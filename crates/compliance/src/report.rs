//! Findings and the reports that collect them.

use std::fmt;
use std::ops::{Add, AddAssign};
use std::str::FromStr;

use serde::{Deserialize, Serialize};

use crate::error::ValidatorError;

/// Outcome of a single requirement evaluation.
#[derive(Debug, Clone, Copy, PartialEq, Eq, Hash, Serialize, Deserialize)]
#[serde(rename_all = "UPPERCASE")]
pub enum Status {
    Pass,
    Warning,
    Fail,
}

impl Status {
    pub fn as_str(&self) -> &'static str {
        match self {
            Status::Pass => "PASS",
            Status::Warning => "WARNING",
            Status::Fail => "FAIL",
        }
    }
}

impl fmt::Display for Status {
    fn fmt(&self, f: &mut fmt::Formatter<'_>) -> fmt::Result {
        f.write_str(self.as_str())
    }
}

impl FromStr for Status {
    type Err = ValidatorError;

    fn from_str(s: &str) -> Result<Self, Self::Err> {
        match s {
            "PASS" => Ok(Status::Pass),
            "WARNING" => Ok(Status::Warning),
            "FAIL" => Ok(Status::Fail),
            other => Err(ValidatorError::InvalidStatus(other.to_string())),
        }
    }
}

/// One evaluated requirement.
#[derive(Debug, Clone, PartialEq, Eq, Serialize, Deserialize)]
pub struct Finding {
    pub section: String,
    pub requirement: String,
    pub status: Status,
    #[serde(default)]
    pub detail: String,
    /// Identifier of the check that produced this finding.
    #[serde(default, skip_serializing_if = "Option::is_none")]
    pub source_check: Option<String>,
    /// Set when the requirement was skipped for lack of a capability.
    #[serde(default, skip_serializing_if = "std::ops::Not::not")]
    pub skipped: bool,
}

impl Finding {
    pub fn new(
        section: impl Into<String>,
        requirement: impl Into<String>,
        status: Status,
        detail: impl Into<String>,
    ) -> Self {
        Self {
            section: section.into(),
            requirement: requirement.into(),
            status,
            detail: detail.into(),
            source_check: None,
            skipped: false,
        }
    }

    /// Build a finding from a textual status, rejecting anything but
    /// `PASS`, `WARNING` and `FAIL`.
    pub fn try_new(
        section: impl Into<String>,
        requirement: impl Into<String>,
        status: &str,
        detail: impl Into<String>,
    ) -> Result<Self, ValidatorError> {
        Ok(Self::new(section, requirement, status.parse()?, detail))
    }
}

/// Counts of findings per status.
#[derive(Debug, Clone, Copy, Default, PartialEq, Eq, Serialize, Deserialize)]
pub struct Summary {
    pub passed: usize,
    pub warnings: usize,
    pub failed: usize,
    /// Findings that were skipped for lack of a capability (also counted as warnings).
    pub skipped: usize,
}

/// Ordered, append-only collection of findings.
///
/// `ok()` is derived from the findings, so it can never disagree with them.
#[derive(Debug, Clone, Default, PartialEq, Eq, Serialize, Deserialize)]
pub struct Report {
    findings: Vec<Finding>,
    /// Set when the run producing this report was cancelled part way.
    #[serde(default)]
    interrupted: bool,
}

impl Report {
    pub fn new() -> Self {
        Self::default()
    }

    /// Append a finding.
    pub fn add(
        &mut self,
        section: impl Into<String>,
        requirement: impl Into<String>,
        status: Status,
        detail: impl Into<String>,
    ) {
        self.findings.push(Finding::new(section, requirement, status, detail));
    }

    pub fn push(&mut self, finding: Finding) {
        self.findings.push(finding);
    }

    pub fn findings(&self) -> &[Finding] {
        &self.findings
    }

    pub fn iter(&self) -> std::slice::Iter<'_, Finding> {
        self.findings.iter()
    }

    pub fn len(&self) -> usize {
        self.findings.len()
    }

    pub fn is_empty(&self) -> bool {
        self.findings.is_empty()
    }

    pub fn ok(&self) -> bool {
        !self.has_fails()
    }

    pub fn has_fails(&self) -> bool {
        self.findings.iter().any(|f| f.status == Status::Fail)
    }

    pub fn interrupted(&self) -> bool {
        self.interrupted
    }

    pub fn mark_interrupted(&mut self) {
        self.interrupted = true;
    }

    /// Append all findings of `other`, after the existing ones.
    pub fn merge(&mut self, other: Report) {
        self.findings.extend(other.findings);
        self.interrupted |= other.interrupted;
    }

    /// Combine two reports into a new one, `self` first.
    pub fn merged(mut self, other: Report) -> Report {
        self.merge(other);
        self
    }

    /// Tag every finding with the check that produced it.
    pub fn stamp_source(&mut self, check_id: &str) {
        for finding in &mut self.findings {
            finding.source_check = Some(check_id.to_string());
        }
    }

    pub fn summary(&self) -> Summary {
        self.findings.iter().fold(Summary::default(), |mut acc, f| {
            match f.status {
                Status::Pass => acc.passed += 1,
                Status::Warning => acc.warnings += 1,
                Status::Fail => acc.failed += 1,
            }
            if f.skipped {
                acc.skipped += 1;
            }
            acc
        })
    }

    /// One-line summary of the report.
    pub fn summarize(&self) -> String {
        let s = self.summary();
        format!(
            "Summary: {} fail(s), {} warning(s), {} pass(es).",
            s.failed, s.warnings, s.passed
        )
    }

    /// Findings with the given requirement title, in report order.
    pub fn by_requirement<'a>(&'a self, requirement: &'a str) -> impl Iterator<Item = &'a Finding> + 'a {
        self.findings.iter().filter(move |f| f.requirement == requirement)
    }
}

impl AddAssign for Report {
    fn add_assign(&mut self, rhs: Report) {
        self.merge(rhs);
    }
}

impl Add for Report {
    type Output = Report;

    fn add(self, rhs: Report) -> Report {
        self.merged(rhs)
    }
}

impl Extend<Finding> for Report {
    fn extend<T: IntoIterator<Item = Finding>>(&mut self, iter: T) {
        self.findings.extend(iter);
    }
}

impl FromIterator<Finding> for Report {
    fn from_iter<T: IntoIterator<Item = Finding>>(iter: T) -> Self {
        Self {
            findings: iter.into_iter().collect(),
            interrupted: false,
        }
    }
}

impl IntoIterator for Report {
    type Item = Finding;
    type IntoIter = std::vec::IntoIter<Finding>;

    fn into_iter(self) -> Self::IntoIter {
        self.findings.into_iter()
    }
}

impl<'a> IntoIterator for &'a Report {
    type Item = &'a Finding;
    type IntoIter = std::slice::Iter<'a, Finding>;

    fn into_iter(self) -> Self::IntoIter {
        self.findings.iter()
    }
}

#[cfg(test)]
mod tests {
    use super::*;

    fn report(statuses: &[Status]) -> Report {
        let mut r = Report::new();
        for (i, status) in statuses.iter().enumerate() {
            Report::add(&mut r, "1", format!("req {i}"), *status, "");
        }
        r
    }

    #[test]
    fn test_status_parsing_is_closed() {
        assert_eq!("PASS".parse::<Status>().unwrap(), Status::Pass);
        assert_eq!("WARNING".parse::<Status>().unwrap(), Status::Warning);
        assert_eq!("FAIL".parse::<Status>().unwrap(), Status::Fail);
        for bad in ["INFO", "pass", "", " FAIL", "ERROR"] {
            assert!(matches!(bad.parse::<Status>(), Err(ValidatorError::InvalidStatus(_))));
        }
    }

    #[test]
    fn test_try_new_rejects_unknown_status() {
        assert!(Finding::try_new("1", "r", "INFO", "").is_err());
        let f = Finding::try_new("1", "r", "WARNING", "d").unwrap();
        assert_eq!(f.status, Status::Warning);
    }

    #[test]
    fn test_empty_report_is_ok() {
        let r = Report::new();
        assert!(r.ok());
        assert!(!r.has_fails());
        assert_eq!(r.summarize(), "Summary: 0 fail(s), 0 warning(s), 0 pass(es).");
    }

    #[test]
    fn test_ok_tracks_fails() {
        assert!(report(&[Status::Pass, Status::Warning]).ok());
        assert!(!report(&[Status::Pass, Status::Fail]).ok());
    }

    #[test]
    fn test_merge_preserves_order_and_ok() {
        let left = report(&[Status::Pass, Status::Warning]);
        let right = report(&[Status::Fail]);

        let merged = left.clone() + right.clone();
        assert_eq!(merged.len(), 3);
        assert_eq!(&merged.findings()[..2], left.findings());
        assert_eq!(&merged.findings()[2..], right.findings());
        assert_eq!(merged.ok(), left.ok() && right.ok());

        let mut in_place = left.clone();
        in_place += right;
        assert_eq!(in_place, merged);
    }

    #[test]
    fn test_summary_counts() {
        let mut r = report(&[Status::Pass, Status::Pass, Status::Warning, Status::Fail]);
        let mut skipped = Finding::new("6.1", "GDAL roundtrip", Status::Warning, "skipped");
        skipped.skipped = true;
        r.push(skipped);

        let s = r.summary();
        assert_eq!((s.failed, s.warnings, s.passed, s.skipped), (1, 2, 2, 1));
        assert_eq!(r.summarize(), "Summary: 1 fail(s), 2 warning(s), 2 pass(es).");
    }

    #[test]
    fn test_stamp_source() {
        let mut r = report(&[Status::Pass, Status::Fail]);
        r.stamp_source("licensing");
        assert!(r.iter().all(|f| f.source_check.as_deref() == Some("licensing")));
    }

    #[test]
    fn test_status_serializes_uppercase() {
        let f = Finding::new("5.2", "License metadata", Status::Fail, "missing");
        let json = serde_json::to_value(&f).unwrap();
        assert_eq!(json["status"], "FAIL");
        assert!(json.get("skipped").is_none());
    }
}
┄┄┄┄┄┄┄┄┄┄┄┄┄┄┄┄┄┄┄┄
Start with the first line of the data and print every line exactly. The line containing "use crate::error::ValidatorError;" is the last one to include.

» **Task response**:
filename crates/compliance/src/report.rs
//! Findings and the reports that collect them.

use std::fmt;
use std::ops::{Add, AddAssign};
use std::str::FromStr;

use serde::{Deserialize, Serialize};

use crate::error::ValidatorError;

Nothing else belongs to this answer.